Systematic discovery of single-cell protein networks in cancer with Shusi

Context-specific protein-protein interaction (PPI) drive heterogeneity of primary tumor, forming a formidable challenge to effective cancer therapy. However, systematically mapping and modeling these interactions at single-cell resolution across diverse cancer types remains an unmet need.

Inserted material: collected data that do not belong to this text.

use std::borrow::Cow;
use std::collections::BTreeMap;

use crate::types::Value;

/// Entry point an [`ExpressionScope`] exposes for a root identifier.
#[derive(Debug)]
pub enum ScopeRoot<'a> {
    /// A keyed collection, navigated without cloning the whole map.
    Map(&'a BTreeMap<String, Value>),
    /// A single value (borrowed, or computed on demand).
    Value(Cow<'a, Value>),
}

/// Ambient data that expressions are evaluated against.
///
/// Implementations decide which root identifiers exist (`vars`, `props`, ...).
/// Returning `None` means the root is unknown to this scope, which is a
/// different failure from a known root with a missing key.
pub trait ExpressionScope {
    /// Resolves a root identifier.
    fn root(&self, name: &str) -> Option<ScopeRoot<'_>>;
}
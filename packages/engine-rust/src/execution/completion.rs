//! Exactly-once completion for non-blocking operations.
//!
//! [`CompletionCallback`] is consumed by `success`/`error`, so completing
//! twice does not compile. Dropping it without completing delivers
//! [`InvocationError::NotCompleted`]. [`CompletionHandle`] is the receiving
//! end used when the caller wants to await the outcome with a timeout.

use std::fmt;
use std::sync::Arc;
use std::time::Duration;

use opforge_core::Value;
use tokio::sync::oneshot;
use tracing::warn;

use super::error::InvocationError;

type Completion = Box<dyn FnOnce(Result<Value, InvocationError>) + Send>;

/// Completion signal handed to a non-blocking target method.
pub struct CompletionCallback {
    operation: Arc<str>,
    complete: Option<Completion>,
}

impl CompletionCallback {
    /// Wraps a single completion function.
    pub fn new<F>(operation: impl Into<Arc<str>>, complete: F) -> Self
    where
        F: FnOnce(Result<Value, InvocationError>) + Send + 'static,
    {
        Self {
            operation: operation.into(),
            complete: Some(Box::new(complete)),
        }
    }

    /// Wraps a success/error callback pair; exactly one of them will run.
    pub fn from_callbacks<S, E>(operation: impl Into<Arc<str>>, on_success: S, on_error: E) -> Self
    where
        S: FnOnce(Value) + Send + 'static,
        E: FnOnce(InvocationError) + Send + 'static,
    {
        Self::new(operation, move |result| match result {
            Ok(value) => on_success(value),
            Err(err) => on_error(err),
        })
    }

    #[must_use]
    pub fn operation(&self) -> &str {
        &self.operation
    }

    /// Signals successful completion.
    pub fn success(mut self, value: impl Into<Value>) {
        self.finish(Ok(value.into()));
    }

    /// Signals failure.
    pub fn error(mut self, err: impl Into<anyhow::Error>) {
        self.finish(Err(InvocationError::Failed(err.into())));
    }

    /// Signals the outcome of a fallible computation.
    pub fn complete(mut self, result: anyhow::Result<Value>) {
        self.finish(result.map_err(InvocationError::Failed));
    }

    fn finish(&mut self, result: Result<Value, InvocationError>) {
        if let Some(complete) = self.complete.take() {
            complete(result);
        }
    }
}

impl Drop for CompletionCallback {
    fn drop(&mut self) {
        if self.complete.is_some() {
            warn!(
                operation = %self.operation,
                "non-blocking operation dropped its completion callback without completing"
            );
            self.finish(Err(InvocationError::NotCompleted));
        }
    }
}

impl fmt::Debug for CompletionCallback {
    fn fmt(&self, f: &mut fmt::Formatter<'_>) -> fmt::Result {
        f.debug_struct("CompletionCallback")
            .field("operation", &self.operation)
            .field("pending", &self.complete.is_some())
            .finish()
    }
}

/// Receiving end of a [`CompletionCallback`].
#[derive(Debug)]
pub struct CompletionHandle {
    operation: Arc<str>,
    rx: oneshot::Receiver<Result<Value, InvocationError>>,
}

impl CompletionHandle {
    /// Creates a connected callback/handle pair.
    #[must_use]
    pub fn channel(operation: impl Into<Arc<str>>) -> (CompletionCallback, CompletionHandle) {
        let operation = operation.into();
        let (tx, rx) = oneshot::channel();
        let callback = CompletionCallback::new(Arc::clone(&operation), move |result| {
            // The handle may have been dropped; the outcome is then discarded.
            let _ = tx.send(result);
        });
        (callback, CompletionHandle { operation, rx })
    }

    /// Like [`channel`](Self::channel), but `guard` is dropped only once the
    /// callback completes or is dropped, whether or not anyone is still
    /// waiting on the handle.
    #[must_use]
    pub fn channel_holding<G>(
        operation: impl Into<Arc<str>>,
        guard: G,
    ) -> (CompletionCallback, CompletionHandle)
    where
        G: Send + 'static,
    {
        let operation = operation.into();
        let (tx, rx) = oneshot::channel();
        let callback = CompletionCallback::new(Arc::clone(&operation), move |result| {
            let _ = tx.send(result);
            drop(guard);
        });
        (callback, CompletionHandle { operation, rx })
    }

    #[must_use]
    pub fn operation(&self) -> &str {
        &self.operation
    }

    /// Returns the outcome if the operation has already completed.
    pub fn try_outcome(&mut self) -> Option<Result<Value, InvocationError>> {
        self.rx.try_recv().ok()
    }

    /// Waits for completion, up to `timeout`.
    ///
    /// # Errors
    ///
    /// - The operation's own `InvocationError`
    /// - `InvocationError::TimedOut` if nothing arrives in time
    pub async fn wait(self, timeout: Duration) -> Result<Value, InvocationError> {
        match tokio::time::timeout(timeout, self.rx).await {
            Ok(Ok(outcome)) => outcome,
            Ok(Err(_closed)) => Err(InvocationError::NotCompleted),
            Err(_elapsed) => {
                #[allow(clippy::cast_possible_truncation)]
                let timeout_ms = timeout.as_millis() as u64;
                warn!(
                    operation = %self.operation,
                    timeout_ms,
                    "non-blocking operation did not complete in time"
                );
                Err(InvocationError::TimedOut { timeout_ms })
            }
        }
    }
}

Here, we present Shusi, a large language model-enhanced variational graph auto-encoder model trained on over 75,010 single-cell PPI networks across 23 cancer types, to predict context-specific PPIs. Shusi outperforms existing state-of-the-art methods, as validated through orthogonal experimental evidence. Cancer-specific mutations are significantly enriched in Shusi-predicted networks, offering complementary insights to conventional marker gene-based approaches. Through systematic evaluations, we demonstrate strong associations between Shusi-predicted network topologies, genetic vulnerabilities, and therapeutic sensitivity. Finally, in acute myeloid leukemia (AML), a blood cancer where cell-state heterogeneity drives clinical resistance, Shusi pinpointed JAK2 and SHP1 as actionable vulnerabilities of resistant leukemia subpopulations, as validated experimentally in primary AML. Shusi offers a deep-learning tool for implementing precision medicine based on single-cell protein network architecture.